Retention VP must decide between cutting prices to contain churn or investing in perceived value
Market Context
Annual telecom churn ranges from 20% to 50%. For a carrier with 1M customers and a $50/mo ARPU, 20% churn equates to $120M/year lost. Acquiring a new customer costs 6x more than retaining one. Cutting prices protects the base short-term but destroys ARPU and trains the customer to wait for discounts.
Sources: CustomerGauge 2024 · T-Mobile Q2/2025 Earnings · PwC Global Telecom Outlook 2024-2028
5 alternatives: 15% linear discount, 2-year price lock, loyalty program with perks, bundle with streaming, maintain. Sensitivity of churn vs ARPU by segment.
Monthly monitoring: churn by tier, ARPU, NPS, cost per retention. Alert in month 2—churn dropped in the high segment but ARPU dropped in the mid-tier due to cannibalization.
VP confirms: partial result. Churn dropped 0.8pp in the high segment. Mid-tier ARPU needs correction—new cycle opened. Loyalty showed a better cost/retention ratio than pure discounts.
Without governance (Standard)
- × 15% discount applied across the base—no segmentation
- × Churn drops for 1 quarter. Then returns. ARPU never recovers
- × Customers trained to expect promos—vicious cycle
- × Nobody knows if churn dropped due to discount or seasonality
- × Next crisis: same reflex. More discounts.
With Arcogi governance
- ✓ 5 alternatives with cross-impact of churn x ARPU by segment
- ✓ Cannibalization detected in month 2—adjusted offer
- ✓ Loyalty > discount: conclusion backed by data, not opinion
- ✓ High segment protected. Mid-tier opened a new focused cycle
- ✓ Next retention decision starts from a better baseline
Telecom — Retention, Churn, and ARPU Erosion
Without Arcogi
The carrier already has a churn model in production, automated CRM, and campaigns capable of reacting at scale. The system identifies at-risk customers and triggers a standard response — usually a discount.

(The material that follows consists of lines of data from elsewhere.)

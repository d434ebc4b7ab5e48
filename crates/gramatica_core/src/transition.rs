//! crates/gramatica_core/src/transition.rs
//!
//! Sequences user-visible state changes around an exit/enter boundary.
//!
//! A dispatch is a two-phase commit over a timer: the outgoing view is told to
//! exit, the coordinator waits for the settle delay, and only then is the event
//! applied and the incoming view told to enter. While one dispatch is pending,
//! every other user-originated transition is refused with [`TransitionError::Busy`].

use std::sync::atomic::{AtomicBool, Ordering};
use std::time::Duration;

use serde::Serialize;
use tokio::sync::Mutex;
use tracing::debug;

use crate::session::{Effect, SessionError, SessionEvent, SessionMachine};

/// Time between the exit signal and the mutation.
pub const DEFAULT_SETTLE_DELAY: Duration = Duration::from_millis(300);

/// Phase signalled to the presentation layer.
#[derive(Debug, Clone, Copy, PartialEq, Eq, Serialize)]
#[serde(rename_all = "snake_case")]
pub enum TransitionPhase {
    Exiting,
    Entering,
}

#[derive(Debug, Clone, PartialEq, Eq, thiserror::Error)]
pub enum TransitionError {
    #[error("Another transition is still in progress")]
    Busy,
    #[error(transparent)]
    Session(#[from] SessionError),
}

/// Hooks run by the coordinator at each step of a transition.
///
/// They are called with the machine locked, so they must not try to lock it again.
pub trait TransitionObserver: Send + Sync {
    /// The outgoing view is about to leave; stop anything tied to it.
    fn on_exit(&self, machine: &SessionMachine);
    /// The event has been applied.
    fn on_commit(&self, machine: &SessionMachine);
    /// The incoming view may start entering.
    fn on_enter(&self, machine: &SessionMachine);
}

/// Serializes view transitions and debounces overlapping requests.
#[derive(Debug)]
pub struct TransitionCoordinator {
    settle: Duration,
    pending: AtomicBool,
}

impl Default for TransitionCoordinator {
    fn default() -> Self {
        Self::new(DEFAULT_SETTLE_DELAY)
    }
}

impl TransitionCoordinator {
    pub fn new(settle: Duration) -> Self {
        Self {
            settle,
            pending: AtomicBool::new(false),
        }
    }

    pub fn is_pending(&self) -> bool {
        self.pending.load(Ordering::Acquire)
    }

    /// Runs `event` as an animated transition: exit, settle, apply, enter.
    ///
    /// Guards are checked before the exit signal, so a rejected event never
    /// animates. The returned effects belong to the new state and must be
    /// executed by the caller after this returns.
    pub async fn dispatch<O>(
        &self,
        machine: &Mutex<SessionMachine>,
        event: SessionEvent,
        observer: &O,
    ) -> Result<Vec<Effect>, TransitionError>
    where
        O: TransitionObserver + ?Sized,
    {
        let _pending = {
            let current = machine.lock().await;
            let guard = PendingGuard::claim(&self.pending).ok_or(TransitionError::Busy)?;
            current.accepts(&event)?;
            debug!(event = event.name(), "Transition exiting.");
            observer.on_exit(&current);
            guard
        };

        tokio::time::sleep(self.settle).await;

        let mut current = machine.lock().await;
        let effects = match current.apply(event) {
            Ok(effects) => effects,
            Err(e) => {
                // The exit already went out; bring the unchanged view back in.
                observer.on_enter(&current);
                return Err(e.into());
            }
        };
        observer.on_commit(&current);
        observer.on_enter(&current);
        debug!(status = %current.status(), "Transition entered.");
        Ok(effects)
    }

    /// Applies a user event that has no exit/enter animation (the hint).
    /// Refused while a transition is pending.
    pub async fn apply_now<O>(
        &self,
        machine: &Mutex<SessionMachine>,
        event: SessionEvent,
        observer: &O,
    ) -> Result<Vec<Effect>, TransitionError>
    where
        O: TransitionObserver + ?Sized,
    {
        let mut current = machine.lock().await;
        if self.is_pending() {
            return Err(TransitionError::Busy);
        }
        let effects = current.apply(event)?;
        observer.on_commit(&current);
        Ok(effects)
    }

    /// Applies the result of a content request. Provider results are only valid
    /// while content is awaited, a status no animated transition starts from, so
    /// they are never debounced.
    pub async fn apply_external<O>(
        &self,
        machine: &Mutex<SessionMachine>,
        event: SessionEvent,
        observer: &O,
    ) -> Result<Vec<Effect>, TransitionError>
    where
        O: TransitionObserver + ?Sized,
    {
        let mut current = machine.lock().await;
        let effects = current.apply(event)?;
        observer.on_commit(&current);
        Ok(effects)
    }
}

/// Holds the pending flag for the lifetime of a dispatch, including one that is
/// dropped mid-way.
struct PendingGuard<'a>(&'a AtomicBool);

impl<'a> PendingGuard<'a> {
    fn claim(flag: &'a AtomicBool) -> Option<Self> {
        flag.compare_exchange(false, true, Ordering::AcqRel, Ordering::Acquire)
            .ok()
            .map(|_| Self(flag))
    }
}

impl Drop for PendingGuard<'_> {
    fn drop(&mut self) {
        self.0.store(false, Ordering::Release);
    }
}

The problem is not in the prediction. It is in the decision that comes after it.
The model can correctly identify who is more likely to leave, without precisely explaining which response best protects value for each segment. When the action becomes automatic, the result might even reduce churn in the short term, but at the cost of permanent ARPU erosion, cross-plan cannibalization, and margin compression.
Months later, leadership sees the indicators. But they cannot always clearly reconstruct which retention decisions actually preserved value — and which merely bought time with a discount.
With Arcogi
Arcogi transforms prediction into governed decision-making.
The churn model provides context. It does not act as the authority to choose the response.
Alternatives are formally compared by segment, with cross-analysis of churn, ARPU, margin, cannibalization, and the action's expected effect. A discount ceases to be an automatic reflex and becomes just one among several possible responses.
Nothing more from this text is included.